Catholic leaders in Bangladesh have joined the chorus of condemnation for the April 25 murders of Xulhaz Mannan, who worked for the U.S. Agency of International Development, and his partner Tonoy Majumder, both prominent members of the country’s embattled LGBT community.

Mannan and Tonoy were killed by militants affiliated with Ansar Al Islam. Mannan founded and edited Roopbaan, the nation’s first and only LGBT magazine, and the two were hacked to death by machetes.

Although “the Catholic Church does not approve the way of the LGBT life, it recognizes the rights of all human persons,” said Bishop Gervas Rozario of Rajshahi, president of the Bangladeshi bishops’ Commission for Justice and Peace.

“Human persons cannot be killed the way the terrorists did,” Rozario said. “We condemn those who did it.”

Rozario said that the brutal murders must “be considered a serious failure of the government, a serious moral failure too.”

“The police should act to save the people of the country without religious or political biases,” the bishop said.

Rozario told the Union of Asian Catholic News (UCAN) that the Church “mourns the deaths” of the LGBT activists.

“If homicides like this pass in silence, then it’s the government more than anyone else who loses,” he said.

Rosaline Costa, a Catholic who is Executive Director of Hotline Human Rights Trust Bangladesh, echoed the point.

“God has given us freedom of choice, and nobody is allowed to persecute people for their sexual orientation because of so-called traditional values based on conservative religious norms,” she told UCAN. “A truly democratic society can’t accept abuse in the name of religion.”

“The government must ensure that the discrimination of LGBT people ends in this country even though the so-called protectors of Islam might not like it,” Costa said.

According to UCAN, Costa had known Xulhaz for 10 years.
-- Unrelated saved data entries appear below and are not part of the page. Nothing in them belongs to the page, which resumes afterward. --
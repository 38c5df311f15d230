use std::sync::Arc;

use booking::domain::{Booking, BookingRequest, BookingStatus};
use booking::errors::BookingError;
use booking::repository::mock::MockBookingRepository;
use booking::service::BookingService;
use chrono::{DateTime, Duration, Utc};

fn setup() -> (Arc<MockBookingRepository>, BookingService<MockBookingRepository>) {
    let repo = Arc::new(MockBookingRepository::default());
    let svc = BookingService::new(repo.clone());
    (repo, svc)
}

fn window(start_h: i64, end_h: i64) -> (DateTime<Utc>, DateTime<Utc>) {
    let now = Utc::now();
    (now + Duration::hours(start_h), now + Duration::hours(end_h))
}

async fn make_booking(
    svc: &BookingService<MockBookingRepository>,
    booker_id: i64,
    item_id: i64,
    start_h: i64,
    end_h: i64,
) -> Booking {
    let (start, end) = window(start_h, end_h);
    svc.add_booking(
        booker_id,
        BookingRequest {
            item_id,
            start,
            end,
        },
    )
    .await
    .unwrap()
}

#[tokio::test]
async fn booking_an_available_item_starts_waiting() {
    let (repo, svc) = setup();
    let owner = repo.add_user("anna@example.com", "Anna");
    let booker = repo.add_user("boris@example.com", "Boris");
    let drill = repo.add_item(owner.id, "drill", true);

    let booking = make_booking(&svc, booker.id, drill.id, 1, 24).await;
    assert!(booking.id > 0);
    assert_eq!(booking.status, BookingStatus::Waiting);
    assert_eq!(booking.item_id, drill.id);
    assert_eq!(booking.booker_id, booker.id);
}

#[tokio::test]
async fn degenerate_intervals_are_rejected() {
    let (repo, svc) = setup();
    let owner = repo.add_user("anna@example.com", "Anna");
    let booker = repo.add_user("boris@example.com", "Boris");
    let drill = repo.add_item(owner.id, "drill", true);

    let (start, end) = window(24, 1);
    let err = svc
        .add_booking(booker.id, BookingRequest { item_id: drill.id, start, end })
        .await
        .unwrap_err();
    assert_eq!(err, BookingError::InvalidInterval);

    // equal timestamps are rejected too, not merely inverted ones
    let (start, _) = window(1, 24);
    let err = svc
        .add_booking(booker.id, BookingRequest { item_id: drill.id, start, end: start })
        .await
        .unwrap_err();
    assert_eq!(err, BookingError::InvalidInterval);
}

#[tokio::test]
async fn booking_your_own_item_is_forbidden() {
    let (repo, svc) = setup();
    let owner = repo.add_user("anna@example.com", "Anna");
    let drill = repo.add_item(owner.id, "drill", true);

    let (start, end) = window(1, 24);
    let err = svc
        .add_booking(owner.id, BookingRequest { item_id: drill.id, start, end })
        .await
        .unwrap_err();
    assert!(matches!(err, BookingError::Forbidden(_)));
}

#[tokio::test]
async fn booking_an_unavailable_item_fails() {
    let (repo, svc) = setup();
    let owner = repo.add_user("anna@example.com", "Anna");
    let booker = repo.add_user("boris@example.com", "Boris");
    let broken_saw = repo.add_item(owner.id, "saw", false);

    let (start, end) = window(1, 24);
    let err = svc
        .add_booking(booker.id, BookingRequest { item_id: broken_saw.id, start, end })
        .await
        .unwrap_err();
    assert_eq!(err, BookingError::ItemUnavailable);
}

#[tokio::test]
async fn missing_user_or_item_is_not_found() {
    let (repo, svc) = setup();
    let owner = repo.add_user("anna@example.com", "Anna");
    let booker = repo.add_user("boris@example.com", "Boris");
    let drill = repo.add_item(owner.id, "drill", true);

    let (start, end) = window(1, 24);
    let err = svc
        .add_booking(9999, BookingRequest { item_id: drill.id, start, end })
        .await
        .unwrap_err();
    assert!(matches!(err, BookingError::NotFound(_)));

    let err = svc
        .add_booking(booker.id, BookingRequest { item_id: 9999, start, end })
        .await
        .unwrap_err();
    assert!(matches!(err, BookingError::NotFound(_)));
}

#[tokio::test]
async fn owner_approves_once_second_approval_fails() {
    let (repo, svc) = setup();
    let owner = repo.add_user("anna@example.com", "Anna");
    let booker = repo.add_user("boris@example.com", "Boris");
    let drill = repo.add_item(owner.id, "drill", true);
    let booking = make_booking(&svc, booker.id, drill.id, 1, 24).await;

    let approved = svc.decide(booking.id, owner.id, true).await.unwrap();
    assert_eq!(approved.status, BookingStatus::Approved);

    let err = svc.decide(booking.id, owner.id, true).await.unwrap_err();
    assert_eq!(err, BookingError::InvalidTransition);
}

#[tokio::test]
async fn rejection_overwrites_any_prior_status() {
    let (repo, svc) = setup();
    let owner = repo.add_user("anna@example.com", "Anna");
    let booker = repo.add_user("boris@example.com", "Boris");
    let drill = repo.add_item(owner.id, "drill", true);
    let booking = make_booking(&svc, booker.id, drill.id, 1, 24).await;

    let approved = svc.decide(booking.id, owner.id, true).await.unwrap();
    assert_eq!(approved.status, BookingStatus::Approved);

    // rejection carries no duplicate guard, even against APPROVED
    let rejected = svc.decide(booking.id, owner.id, false).await.unwrap();
    assert_eq!(rejected.status, BookingStatus::Rejected);

    let rejected_again = svc.decide(booking.id, owner.id, false).await.unwrap();
    assert_eq!(rejected_again.status, BookingStatus::Rejected);
}

#[tokio::test]
async fn only_the_owner_may_decide() {
    let (repo, svc) = setup();
    let owner = repo.add_user("anna@example.com", "Anna");
    let booker = repo.add_user("boris@example.com", "Boris");
    let stranger = repo.add_user("clara@example.com", "Clara");
    let drill = repo.add_item(owner.id, "drill", true);
    let booking = make_booking(&svc, booker.id, drill.id, 1, 24).await;

    for user in [booker.id, stranger.id] {
        let err = svc.decide(booking.id, user, true).await.unwrap_err();
        assert!(matches!(err, BookingError::Forbidden(_)));
    }
    // still undecided afterwards
    let fetched = svc.get_booking(booking.id, owner.id).await.unwrap();
    assert_eq!(fetched.status, BookingStatus::Waiting);
}

#[tokio::test]
async fn booking_is_visible_to_its_parties_only() {
    let (repo, svc) = setup();
    let owner = repo.add_user("anna@example.com", "Anna");
    let booker = repo.add_user("boris@example.com", "Boris");
    let stranger = repo.add_user("clara@example.com", "Clara");
    let drill = repo.add_item(owner.id, "drill", true);
    let booking = make_booking(&svc, booker.id, drill.id, 1, 24).await;

    assert!(svc.get_booking(booking.id, booker.id).await.is_ok());
    assert!(svc.get_booking(booking.id, owner.id).await.is_ok());
    let err = svc.get_booking(booking.id, stranger.id).await.unwrap_err();
    assert!(matches!(err, BookingError::Forbidden(_)));

    let err = svc.get_booking(booking.id, 9999).await.unwrap_err();
    assert!(matches!(err, BookingError::NotFound(_)));
    let err = svc.get_booking(9999, booker.id).await.unwrap_err();
    assert!(matches!(err, BookingError::NotFound(_)));
}

#[tokio::test]
async fn temporal_buckets_partition_a_bookers_history() {
    let (repo, svc) = setup();
    let owner = repo.add_user("anna@example.com", "Anna");
    let booker = repo.add_user("boris@example.com", "Boris");
    let drill = repo.add_item(owner.id, "drill", true);

    // add_booking validates against "now", so seed the past booking
    // directly through the repository
    use booking::domain::NewBooking;
    use booking::repository::BookingRepository;
    let (past_start, past_end) = window(-48, -24);
    let past = repo
        .insert_booking(NewBooking {
            item_id: drill.id,
            booker_id: booker.id,
            start: past_start,
            end: past_end,
        })
        .await
        .unwrap();
    let (cur_start, cur_end) = window(-1, 3);
    let current = repo
        .insert_booking(NewBooking {
            item_id: drill.id,
            booker_id: booker.id,
            start: cur_start,
            end: cur_end,
        })
        .await
        .unwrap();
    let future = make_booking(&svc, booker.id, drill.id, 24, 48).await;

    let past_list = svc.list_for_booker(booker.id, "PAST", 1, 20).await.unwrap();
    assert_eq!(past_list.iter().map(|b| b.id).collect::<Vec<_>>(), vec![past.id]);

    let current_list = svc.list_for_booker(booker.id, "CURRENT", 1, 20).await.unwrap();
    assert_eq!(
        current_list.iter().map(|b| b.id).collect::<Vec<_>>(),
        vec![current.id]
    );

    let future_list = svc.list_for_booker(booker.id, "FUTURE", 1, 20).await.unwrap();
    assert_eq!(
        future_list.iter().map(|b| b.id).collect::<Vec<_>>(),
        vec![future.id]
    );

    let all = svc.list_for_booker(booker.id, "ALL", 1, 20).await.unwrap();
    assert_eq!(all.len(), 3);
}

#[tokio::test]
async fn status_buckets_select_waiting_and_rejected() {
    let (repo, svc) = setup();
    let owner = repo.add_user("anna@example.com", "Anna");
    let booker = repo.add_user("boris@example.com", "Boris");
    let drill = repo.add_item(owner.id, "drill", true);
    let saw = repo.add_item(owner.id, "saw", true);

    let waiting = make_booking(&svc, booker.id, drill.id, 1, 4).await;
    let rejected = make_booking(&svc, booker.id, saw.id, 5, 8).await;
    svc.decide(rejected.id, owner.id, false).await.unwrap();

    let waiting_list = svc.list_for_booker(booker.id, "WAITING", 1, 20).await.unwrap();
    assert_eq!(
        waiting_list.iter().map(|b| b.id).collect::<Vec<_>>(),
        vec![waiting.id]
    );

    let rejected_list = svc.list_for_booker(booker.id, "REJECTED", 1, 20).await.unwrap();
    assert_eq!(
        rejected_list.iter().map(|b| b.id).collect::<Vec<_>>(),
        vec![rejected.id]
    );
}

#[tokio::test]
async fn owner_listing_covers_all_owned_items() {
    let (repo, svc) = setup();
    let owner = repo.add_user("anna@example.com", "Anna");
    let booker = repo.add_user("boris@example.com", "Boris");
    let other = repo.add_user("dmitri@example.com", "Dmitri");
    let drill = repo.add_item(owner.id, "drill", true);
    let saw = repo.add_item(other.id, "saw", true);

    make_booking(&svc, booker.id, drill.id, 1, 4).await;
    make_booking(&svc, booker.id, saw.id, 1, 4).await;

    let owned = svc.list_for_owner(owner.id, "ALL", 1, 20).await.unwrap();
    assert_eq!(owned.len(), 1);
    assert_eq!(owned[0].item_id, drill.id);

    // the booker side sees both
    let booked = svc.list_for_booker(booker.id, "ALL", 1, 20).await.unwrap();
    assert_eq!(booked.len(), 2);
}

#[tokio::test]
async fn unknown_state_string_is_an_error() {
    let (repo, svc) = setup();
    let booker = repo.add_user("boris@example.com", "Boris");

    let err = svc
        .list_for_booker(booker.id, "UNSUPPORTED_STATUS", 1, 20)
        .await
        .unwrap_err();
    assert_eq!(err, BookingError::InvalidState("UNSUPPORTED_STATUS".into()));

    let err = svc.list_for_owner(booker.id, "current", 1, 20).await.unwrap_err();
    assert!(matches!(err, BookingError::InvalidState(_)));
}

#[tokio::test]
async fn listing_for_a_missing_user_is_not_found() {
    let (_repo, svc) = setup();
    let err = svc.list_for_booker(9999, "ALL", 1, 20).await.unwrap_err();
    assert!(matches!(err, BookingError::NotFound(_)));
    let err = svc.list_for_owner(9999, "ALL", 1, 20).await.unwrap_err();
    assert!(matches!(err, BookingError::NotFound(_)));
}

#[tokio::test]
async fn item_timeline_and_comment_gate_lookups() {
    let (repo, svc) = setup();
    let owner = repo.add_user("anna@example.com", "Anna");
    let booker = repo.add_user("boris@example.com", "Boris");
    let drill = repo.add_item(owner.id, "drill", true);

    use booking::domain::NewBooking;
    use booking::repository::BookingRepository;
    let (past_start, past_end) = window(-72, -48);
    let past = repo
        .insert_booking(NewBooking {
            item_id: drill.id,
            booker_id: booker.id,
            start: past_start,
            end: past_end,
        })
        .await
        .unwrap();
    let upcoming = make_booking(&svc, booker.id, drill.id, 24, 48).await;

    let last = svc.last_booking_for_item(drill.id).await.unwrap().unwrap();
    assert_eq!(last.id, past.id);
    let next = svc.next_booking_for_item(drill.id).await.unwrap().unwrap();
    assert_eq!(next.id, upcoming.id);

    // only a finished booking unlocks commenting
    let gate = svc
        .last_completed_booking(booker.id, drill.id)
        .await
        .unwrap()
        .unwrap();
    assert_eq!(gate.id, past.id);
    assert!(svc
        .last_completed_booking(owner.id, drill.id)
        .await
        .unwrap()
        .is_none());
}

#[tokio::test]
async fn full_lifecycle_scenario() {
    // Anna owns a drill; Boris books it for tomorrow; Anna approves once,
    // a second approval is refused.
    let (repo, svc) = setup();
    let anna = repo.add_user("anna@example.com", "Anna");
    let boris = repo.add_user("boris@example.com", "Boris");
    let drill = repo.add_item(anna.id, "drill", true);

    let booking = make_booking(&svc, boris.id, drill.id, 1, 24).await;
    assert_eq!(booking.status, BookingStatus::Waiting);

    let approved = svc.decide(booking.id, anna.id, true).await.unwrap();
    assert_eq!(approved.status, BookingStatus::Approved);

    let err = svc.decide(booking.id, anna.id, true).await.unwrap_err();
    assert_eq!(err, BookingError::InvalidTransition);
}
“He was a lovely, helpful, and serene young man,” she said. “Is there security for anyone today?” she asked. “I cannot speak what I believe in or want to say, or move where I want to go, or express what I feel?”

“Freedom, which I got from God as an inalienable gift at birth, is suppressed by the government and underground Islamist terrorists,” Costa said. “For the sake of power, our politicians will do anything to undermine the rights of the people.”